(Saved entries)
##############################
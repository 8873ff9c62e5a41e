//! Integration Tests für den MAX7219 Treiber
//!
//! Diese Tests laufen auf dem Host (x86_64) und nutzen MockSpi,
//! das jede Transaktion als Byte-Folge mitschreibt.

use embedded_hal::spi::{ErrorKind, ErrorType, Operation, SpiDevice};
use esp_core::matrix::{column_frame, row_frame};
use esp_core::{Max7219, MatrixError, Register, ScanAxis, ScanPattern};

// ============================================================================
// Mock SPI Device
// ============================================================================

#[derive(Default)]
pub struct MockSpi {
    /// Geschriebene Bytes pro Transaktion (eine Transaktion = ein CS-Zyklus)
    pub transactions: Vec<Vec<u8>>,
    pub fail_next_transaction: bool,
}

impl MockSpi {
    pub fn new() -> Self {
        Self::default()
    }
}

impl ErrorType for MockSpi {
    type Error = ErrorKind;
}

impl SpiDevice for MockSpi {
    fn transaction(&mut self, operations: &mut [Operation<'_, u8>]) -> Result<(), Self::Error> {
        if self.fail_next_transaction {
            self.fail_next_transaction = false;
            return Err(ErrorKind::Other);
        }

        let mut bytes = Vec::new();
        for op in operations.iter() {
            match op {
                Operation::Write(data) => bytes.extend_from_slice(data),
                Operation::Transfer(_, data) => bytes.extend_from_slice(data),
                Operation::TransferInPlace(data) => bytes.extend_from_slice(data),
                Operation::Read(_) | Operation::DelayNs(_) => {}
            }
        }
        self.transactions.push(bytes);
        Ok(())
    }
}

fn pairs(spi: &MockSpi) -> Vec<[u8; 2]> {
    spi.transactions
        .iter()
        .map(|t| {
            assert_eq!(t.len(), 2, "jede Transaktion muss genau 2 Bytes haben");
            [t[0], t[1]]
        })
        .collect()
}

// ============================================================================
// Tests: Treiber
// ============================================================================

#[test]
fn test_init_sequence() {
    let mut matrix = Max7219::new(MockSpi::new());
    matrix.init().unwrap();
    let spi = matrix.release();

    let mut expected = vec![[0x0F, 0], [0x0B, 7], [0x09, 0], [0x0C, 1]];
    for row in 1..=8u8 {
        expected.push([row, 0x00]);
    }
    assert_eq!(pairs(&spi), expected);
}

#[test]
fn test_set_row_writes_single_register() {
    let mut matrix = Max7219::new(MockSpi::new());
    matrix.set_row(3).unwrap();
    let spi = matrix.release();

    assert_eq!(pairs(&spi), vec![[0x04, 0xFF]]);
}

#[test]
fn test_set_column_writes_all_rows() {
    let mut matrix = Max7219::new(MockSpi::new());
    matrix.set_column(5).unwrap();
    let spi = matrix.release();

    let expected: Vec<[u8; 2]> = (1..=8u8).map(|row| [row, 1 << 5]).collect();
    assert_eq!(pairs(&spi), expected);
}

#[test]
fn test_invalid_index_is_rejected_without_transfer() {
    let mut matrix = Max7219::new(MockSpi::new());
    assert_eq!(matrix.set_row(8), Err(MatrixError::InvalidIndex));
    assert_eq!(matrix.set_column(9), Err(MatrixError::InvalidIndex));
    assert_eq!(matrix.set_intensity(16), Err(MatrixError::InvalidIndex));
    assert!(matrix.release().transactions.is_empty());
}

#[test]
fn test_write_reg_rejects_digit_beyond_matrix() {
    let mut matrix = Max7219::new(MockSpi::new());
    // Digit(8) läge auf 0x09 (DecodeMode) und darf nie auf den Bus
    assert_eq!(
        matrix.write_reg(Register::Digit(8), 0xFF),
        Err(MatrixError::InvalidIndex)
    );
    assert_eq!(
        matrix.write_reg(Register::Digit(255), 0xFF),
        Err(MatrixError::InvalidIndex)
    );
    assert!(matrix.release().transactions.is_empty());
}

#[test]
fn test_frame_helpers_reject_index_beyond_matrix() {
    assert_eq!(row_frame(8), Err(MatrixError::InvalidIndex));
    assert_eq!(column_frame(8), Err(MatrixError::InvalidIndex));
    assert_eq!(column_frame(255), Err(MatrixError::InvalidIndex));
}

#[test]
fn test_intensity_and_shutdown() {
    let mut matrix = Max7219::new(MockSpi::new());
    matrix.set_intensity(0x0F).unwrap();
    matrix.shutdown(true).unwrap();
    matrix.shutdown(false).unwrap();
    let spi = matrix.release();

    assert_eq!(pairs(&spi), vec![[0x0A, 0x0F], [0x0C, 0], [0x0C, 1]]);
}

#[test]
fn test_transfer_error_is_mapped() {
    let mut spi = MockSpi::new();
    spi.fail_next_transaction = true;
    let mut matrix = Max7219::new(spi);

    assert_eq!(matrix.init(), Err(MatrixError::Transfer));
    // Init bricht beim ersten Fehler ab
    assert!(matrix.release().transactions.is_empty());
}

#[test]
fn test_row_via_frame_matches_clear_and_set_row() {
    // clear() + set_row(i) ergibt dieselben Register-Inhalte wie show(row_frame(i))
    let mut a = Max7219::new(MockSpi::new());
    a.clear().unwrap();
    a.set_row(2).unwrap();
    let mut regs_a = [0u8; 9];
    for [reg, value] in pairs(&a.release()) {
        regs_a[reg as usize] = value;
    }

    let mut b = Max7219::new(MockSpi::new());
    b.show(&row_frame(2).unwrap()).unwrap();
    let mut regs_b = [0u8; 9];
    for [reg, value] in pairs(&b.release()) {
        regs_b[reg as usize] = value;
    }

    assert_eq!(regs_a, regs_b);
}

// ============================================================================
// Tests: Scan-Muster
// ============================================================================

#[test]
fn test_scan_pattern_full_cycle() {
    let steps: Vec<_> = ScanPattern::new().take(ScanPattern::STEPS).collect();

    for (i, step) in steps.iter().take(8).enumerate() {
        assert_eq!(step.axis, ScanAxis::Row);
        assert_eq!(step.index as usize, i);
        assert_eq!(Ok(step.frame), row_frame(i as u8));
    }
    for (i, step) in steps.iter().skip(8).enumerate() {
        assert_eq!(step.axis, ScanAxis::Column);
        assert_eq!(step.index as usize, i);
        assert_eq!(Ok(step.frame), column_frame(i as u8));
    }
}

#[test]
fn test_scan_pattern_drives_matrix() {
    let mut matrix = Max7219::new(MockSpi::new());
    for step in ScanPattern::new().take(ScanPattern::STEPS) {
        matrix.show(&step.frame).unwrap();
    }
    let spi = matrix.release();

    // 16 Bilder à 8 Zeilen
    assert_eq!(spi.transactions.len(), 16 * 8);
    // Letztes Bild: Spalte 7 in allen Zeilen
    assert_eq!(pairs(&spi)[16 * 8 - 1], [0x08, 0x80]);
}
##############################
What you need to do: Quote, word for word, every line starting at the one that contains "for step in" and ending with the final line of the entries.

Result below:
    for step in ScanPattern::new().take(ScanPattern::STEPS) {
        matrix.show(&step.frame).unwrap();
    }
    let spi = matrix.release();

    // 16 Bilder à 8 Zeilen
    assert_eq!(spi.transactions.len(), 16 * 8);
    // Letztes Bild: Spalte 7 in allen Zeilen
    assert_eq!(pairs(&spi)[16 * 8 - 1], [0x08, 0x80]);
}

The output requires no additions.